Civitas ChildLaw Clinic
The Civitas ChildLaw Clinic represents children in a variety of settings, focusing primarily on child protection (abuse and neglect) and high-conflict child custody disputes. Other areas of practice include education, immigration, delinquency, and international child abduction. Students typically work on at least two cases during the course of a semester, under the supervision of at least one member of the clinic faculty. The Clinic also includes a weekly seminar (Tuesdays from 4:00 to 6:00 p.m.), which addresses relevant substantive law, advocacy skills, and ethical issues in the representation of children. Students will be expected to master the law governing their areas of practice, as well as applicable rules of professional conduct. Students will gain experience with a range of lawyering skills, including client counseling, case planning, and written and oral advocacy. While the subject matter of the Clinic's cases focuses on children's issues, students should expect to develop skills transferrable to any practice setting. Enrollment in the clinic is limited to 18 students. Priority is given first to students in their final year of law school, and then to other students with eligibility for a student practice license under Illinois Supreme Court Rule 7-11. Permission of the Clinic instructors is required for enrollment. Civitas ChildLaw Clinic Application.
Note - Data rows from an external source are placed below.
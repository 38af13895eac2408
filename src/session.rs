//! Session lock gating.
//!
//! Capture must pause while the interactive session is locked. The probe
//! itself is a small OS-specific seam; everything above it treats the state
//! as transient and re-derives it on every poll.
//!
//! An ambiguous probe result (`Unknown`) is treated as locked: recording
//! through a real lock is the worse failure mode, so the gate pauses until
//! the probe can answer definitively.

use std::sync::atomic::{AtomicBool, Ordering};
use std::sync::Arc;
use std::time::Duration;

use crate::StopFlag;

/// Interactive session state. Derived fresh on each poll, never persisted.
#[derive(Clone, Copy, Debug, PartialEq, Eq)]
pub enum SessionState {
    Active,
    Locked,
    Unknown,
}

/// OS-specific lock query.
pub trait SessionProbe: Send {
    fn state(&self) -> SessionState;
}

/// Polls a [`SessionProbe`] and exposes the pause decision.
pub struct SessionGate {
    probe: Box<dyn SessionProbe>,
}

impl SessionGate {
    pub fn new(probe: Box<dyn SessionProbe>) -> Self {
        Self { probe }
    }

    /// Platform default: the input-desktop probe on Windows, always-active
    /// elsewhere (headless/dev runs).
    pub fn with_default_probe() -> Self {
        #[cfg(windows)]
        {
            Self::new(Box::new(InputDesktopProbe))
        }
        #[cfg(not(windows))]
        {
            Self::new(Box::new(AlwaysActiveProbe))
        }
    }

    /// Should capture be paused right now? `Unknown` counts as locked.
    pub fn is_locked(&self) -> bool {
        !matches!(self.probe.state(), SessionState::Active)
    }

    /// Poll until the session unlocks. Returns `false` if the stop flag
    /// tripped first.
    pub fn block_until_unlocked(&self, poll: Duration, stop: &StopFlag) -> bool {
        while self.is_locked() {
            if !stop.sleep_interruptible(poll) {
                return false;
            }
        }
        !stop.is_tripped()
    }
}

/// Probe for platforms without a lock concept (headless, CI).
pub struct AlwaysActiveProbe;

impl SessionProbe for AlwaysActiveProbe {
    fn state(&self) -> SessionState {
        SessionState::Active
    }
}

/// Externally driven probe; tests flip the flag to simulate lock/unlock.
#[derive(Clone, Default)]
pub struct ManualProbe {
    locked: Arc<AtomicBool>,
}

impl ManualProbe {
    pub fn new() -> Self {
        Self::default()
    }

    /// Handle for flipping the lock state from another thread.
    pub fn handle(&self) -> Arc<AtomicBool> {
        self.locked.clone()
    }

    pub fn set_locked(&self, locked: bool) {
        self.locked.store(locked, Ordering::SeqCst);
    }
}

impl SessionProbe for ManualProbe {
    fn state(&self) -> SessionState {
        if self.locked.load(Ordering::SeqCst) {
            SessionState::Locked
        } else {
            SessionState::Active
        }
    }
}

/// Windows probe: the input desktop cannot be opened while the session is
/// locked.
#[cfg(windows)]
pub struct InputDesktopProbe;

#[cfg(windows)]
impl SessionProbe for InputDesktopProbe {
    fn state(&self) -> SessionState {
        use windows_sys::Win32::System::StationsAndDesktops::{
            CloseDesktop, OpenInputDesktop, DESKTOP_READOBJECTS,
        };
        // SAFETY: OpenInputDesktop returns either null or a desktop handle
        // that we close immediately; nothing else aliases it.
        unsafe {
            let desktop = OpenInputDesktop(0, 0, DESKTOP_READOBJECTS);
            if desktop == 0 {
                SessionState::Locked
            } else {
                CloseDesktop(desktop);
                SessionState::Active
            }
        }
    }
}
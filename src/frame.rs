//! Sampled frame container.
//!
//! A `Frame` is one sampled image from a capture unit: packed 8-bit BGR rows,
//! top to bottom. Frames are exclusively owned by the capture task; they are
//! never shared across threads.

use anyhow::{anyhow, Result};

pub const BYTES_PER_PIXEL: usize = 3;

#[derive(Clone, Debug, PartialEq, Eq)]
pub struct Frame {
    data: Vec<u8>,
    width: u32,
    height: u32,
}

impl Frame {
    pub fn new(data: Vec<u8>, width: u32, height: u32) -> Result<Self> {
        let expected = width as usize * height as usize * BYTES_PER_PIXEL;
        if data.len() != expected {
            return Err(anyhow!(
                "frame buffer size mismatch: got {} bytes, expected {} for {}x{} BGR",
                data.len(),
                expected,
                width,
                height
            ));
        }
        Ok(Self {
            data,
            width,
            height,
        })
    }

    pub fn width(&self) -> u32 {
        self.width
    }

    pub fn height(&self) -> u32 {
        self.height
    }

    pub fn size(&self) -> (u32, u32) {
        (self.width, self.height)
    }

    pub fn pixel_count(&self) -> usize {
        self.width as usize * self.height as usize
    }

    /// Packed BGR bytes, row-major.
    pub fn bytes(&self) -> &[u8] {
        &self.data
    }

    /// Iterate pixels as BGR triples.
    pub fn pixels(&self) -> impl Iterator<Item = &[u8]> {
        self.data.chunks_exact(BYTES_PER_PIXEL)
    }
}

/// Integer BT.601 luma approximation for one BGR pixel.
pub(crate) fn luma(bgr: &[u8]) -> u8 {
    let b = bgr[0] as u32;
    let g = bgr[1] as u32;
    let r = bgr[2] as u32;
    ((r * 77 + g * 150 + b * 29) >> 8) as u8
}

#[cfg(test)]
mod tests {
    use super::*;

    #[test]
    fn rejects_mismatched_buffer() {
        assert!(Frame::new(vec![0u8; 10], 2, 2).is_err());
        assert!(Frame::new(vec![0u8; 12], 2, 2).is_ok());
    }

    #[test]
    fn luma_extremes() {
        assert_eq!(luma(&[0, 0, 0]), 0);
        // 255 * (77 + 150 + 29) / 256 = 255
        assert_eq!(luma(&[255, 255, 255]), 255);
    }

    #[test]
    fn pixel_iteration_counts() {
        let frame = Frame::new(vec![0u8; 2 * 3 * BYTES_PER_PIXEL], 2, 3).unwrap();
        assert_eq!(frame.pixels().count(), 6);
        assert_eq!(frame.pixel_count(), 6);
    }
}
Participation in the Clinic requires both a significant time commitment and flexibility in the student's schedule. All students will be expected to attend and conduct court appearances throughout the semester, and to be available to attend to other client business during regular working hours. Students working full or nearly full time, or students who have concerns about their ability to maintain a flexible schedule, should speak with one of the members of the Clinic faculty before enrolling in the class. In addition, to avoid conflicts of interest, students may not participate in the Clinic while working for the criminal or juvenile divisions of the State's Attorney's Office, or the juvenile division of the Cook County Public Defender's Office.
Professor Bruce Boyer serves as the Clinic Director, and Professor Stacey Platt serves as Associate Director.
* Students in the Clinic for the first time must enroll for four credits and will be expected to participate fully in the classroom component. Students enrolling for a second semester will be expected to participate bi-weekly in the seminar; normally, students repeating the Clinic for a second semester take the course for three credits, but other options are available with permission of the instructor.